May 12, 2009 Barack Obama, the Quintessential Liberal Fascist

By Kyle-Anne Shiver

“They fear that the development and building of People’s (community) Organizations is the building of a vast power group which may fall prey to a fascistic demagogue who will seize leadership and control and turn an organization into a Frankenstein’s monster against democracy.” - Saul Alinsky responding to his critics, Reveille for Radicals; p. 199

When Saul Alinsky began building his community-organization movement in 1930s Chicago, observers were watching Alinsky with one eye, while with the other eye observing the building of communist and fascist movements in Europe. It wasn’t hard then to see in Alinsky’s programs at home, elements of the people’s revolution from Russia, as well as some of the same “in your face” tactics being employed by Hitler’s Brownshirts.

What Alinsky’s critics saw was the burgeoning of a national movement, the carefully manipulated construction of people’s organizations, which all had two elements in common: (1) a collectivist creed, which denied the existence of personal responsibility; and (2) an amoral dogma, in which all means were justified by an imaginary utopian end.

While most modern Americans remember well Hitler’s Holocaust and the Cold War waged by a solid U.S.S.R., many of these same Americans have swallowed some false history regarding the movements that spawned such widespread, horrendous results. In what may be regarded as the most triumphant propaganda victory of our time, fascism has been scrubbed of all its Marxist roots, while communism has been scrubbed of its millions of callous murders.

This post-WWII propaganda coup undeniably set the stage for the early Alinsky critics’ most feared eventuality, that the massive organizations could be shrewdly adopted by a fascist demagogue, someone who could “seize leadership and control” and turn them into a “Frankenstein’s monster against democracy.”

But perhaps the most cunning propaganda feat in history has been undertaken for the past 8 years. As Jonah Goldberg expertly expounds in his book, Liberal Fascism, American left-wing ideologues have managed to dissociate themselves from all the horrors of fascism with a “brilliant rhetorical maneuver.” They’ve done it by “claiming that their opponents are the fascists.”

Alinsky himself employed this method, quite deviously. Alinsky biographer, Sanford D. Horwitt provides an anecdote using precisely this diabolical tactic to deceive the people. From Horwitt’s Let Them Call Me Rebel:

“...in the spring of 1972, at Tulane University...students asked Alinsky to help plan a protest of a scheduled speech by George H. W. Bush, then U.S. representative to the United Nations - a speech likely to include a defense of the Nixon administration’s Vietnam War policies. The students told Alinsky they were thinking about picketing or disrupting Bush’s address. That’s the wrong approach, he rejoined, not very creative - and besides causing a disruption might get them thrown out of school. He told them, instead, to go to hear the speech dressed as members of the Ku Klux Klan, and whenever Bush said something in defense of the Vietnam War, they should cheer and wave placards reading, ‘The KKK supports Bush.’ And that is what they did, with very successful, attention-getting results.”

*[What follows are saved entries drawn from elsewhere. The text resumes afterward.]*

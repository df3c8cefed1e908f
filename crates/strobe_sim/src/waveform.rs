//! Delta-compressed VCD waveform recording.
//!
//! [`VcdRecorder`] emits IEEE 1364 Value Change Dump text: a self-describing
//! header naming every tracked signal, a full initial frame at time zero,
//! and afterwards only the signals whose values changed since they were
//! last emitted. The output opens unmodified in GTKWave, Surfer, and other
//! third-party viewers.

use std::io::Write;

use strobe_common::Bits;

use crate::error::SimError;
use crate::signal::Signal;

/// One tracked variable: its identifier code and declared width.
struct TrackedVar {
    code: String,
    width: u32,
}

/// VCD recorder with per-signal change suppression.
///
/// Variables are declared in signal declaration order and keep that order
/// in every frame. A signal's value is written at time `t` iff it differs
/// from the last value written for that signal; the initial frame at time
/// zero writes every signal unconditionally and seeds the shadow values.
pub struct VcdRecorder<W: Write> {
    writer: W,
    vars: Vec<TrackedVar>,
    last: Vec<Bits>,
    header_written: bool,
}

impl<W: Write> VcdRecorder<W> {
    /// Creates a recorder writing to the given output.
    pub fn new(writer: W) -> Self {
        Self {
            writer,
            vars: Vec::new(),
            last: Vec::new(),
            header_written: false,
        }
    }

    /// Generates a VCD identifier code from a sequential index.
    ///
    /// Uses printable ASCII starting from `!` (0x21); indices past 93
    /// produce multi-character codes.
    fn make_id_code(index: u32) -> String {
        let mut result = String::new();
        let mut idx = index;
        loop {
            let c = (b'!' + (idx % 94) as u8) as char;
            result.push(c);
            idx /= 94;
            if idx == 0 {
                break;
            }
            idx -= 1;
        }
        result
    }

    /// Formats one value change token.
    ///
    /// Single-bit signals use the scalar form `0!`; wider signals use the
    /// binary vector form `b1010 !`.
    fn write_token(writer: &mut W, value: &Bits, width: u32, code: &str) -> Result<(), SimError> {
        if width == 1 {
            writeln!(writer, "{value}{code}")?;
        } else {
            writeln!(writer, "b{value} {code}")?;
        }
        Ok(())
    }

    /// Writes the header: timescale, scope, one `$var` per signal, scope
    /// closure, definitions end, the `$dumpvars` block, and the full `#0`
    /// frame. Every emitted value becomes the signal's shadow.
    pub fn write_header(&mut self, module: &str, signals: &[Signal]) -> Result<(), SimError> {
        debug_assert!(!self.header_written, "header is written exactly once");
        writeln!(self.writer, "$timescale 1ps $end")?;
        writeln!(self.writer, "$scope module {module} $end")?;
        for (index, signal) in signals.iter().enumerate() {
            let code = Self::make_id_code(index as u32);
            writeln!(
                self.writer,
                "$var wire {} {} {} $end",
                signal.width, code, signal.name
            )?;
            self.vars.push(TrackedVar {
                code,
                width: signal.width,
            });
        }
        writeln!(self.writer, "$upscope $end")?;
        writeln!(self.writer, "$enddefinitions $end")?;

        writeln!(self.writer, "$dumpvars")?;
        for (signal, var) in signals.iter().zip(&self.vars) {
            Self::write_token(&mut self.writer, &signal.value, var.width, &var.code)?;
        }
        writeln!(self.writer, "$end")?;

        writeln!(self.writer, "#0")?;
        for (signal, var) in signals.iter().zip(&self.vars) {
            Self::write_token(&mut self.writer, &signal.value, var.width, &var.code)?;
        }

        self.last = signals.iter().map(|s| s.value.clone()).collect();
        self.header_written = true;
        Ok(())
    }

    /// Writes a frame at time `t` containing only changed signals.
    ///
    /// The `#<t>` marker itself is suppressed when nothing changed.
    pub fn write_frame(&mut self, t: u64, signals: &[Signal]) -> Result<(), SimError> {
        debug_assert!(self.header_written, "frames follow the header");
        debug_assert_eq!(signals.len(), self.last.len());
        let any_changed = signals
            .iter()
            .zip(&self.last)
            .any(|(signal, last)| signal.value != *last);
        if !any_changed {
            return Ok(());
        }
        writeln!(self.writer, "#{t}")?;
        for (index, (signal, var)) in signals.iter().zip(&self.vars).enumerate() {
            if signal.value != self.last[index] {
                Self::write_token(&mut self.writer, &signal.value, var.width, &var.code)?;
                self.last[index] = signal.value.clone();
            }
        }
        Ok(())
    }

    /// Flushes the underlying writer.
    pub fn flush(&mut self) -> Result<(), SimError> {
        self.writer.flush()?;
        Ok(())
    }

    /// Borrows the underlying writer.
    pub fn get_ref(&self) -> &W {
        &self.writer
    }
}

In what may eventually prove to be a devious rhetorical feat of monstrous proportions, while the left has been indulging and fostering the “Bush Is Hitler” meme, they may have just put a genuine ideological fascist heir in the White House.

There is inherent danger in making scurrilous comparisons (as were perpetrated unceasingly against George W. Bush), but there seem to be some very worrisome signs in the rise of Barack Obama that we Americans would be foolish to ignore.

Obama, the Closer

As I put forth last year in “Obama, the Closer”, Barack Obama, did not start his movement; Alinsky did.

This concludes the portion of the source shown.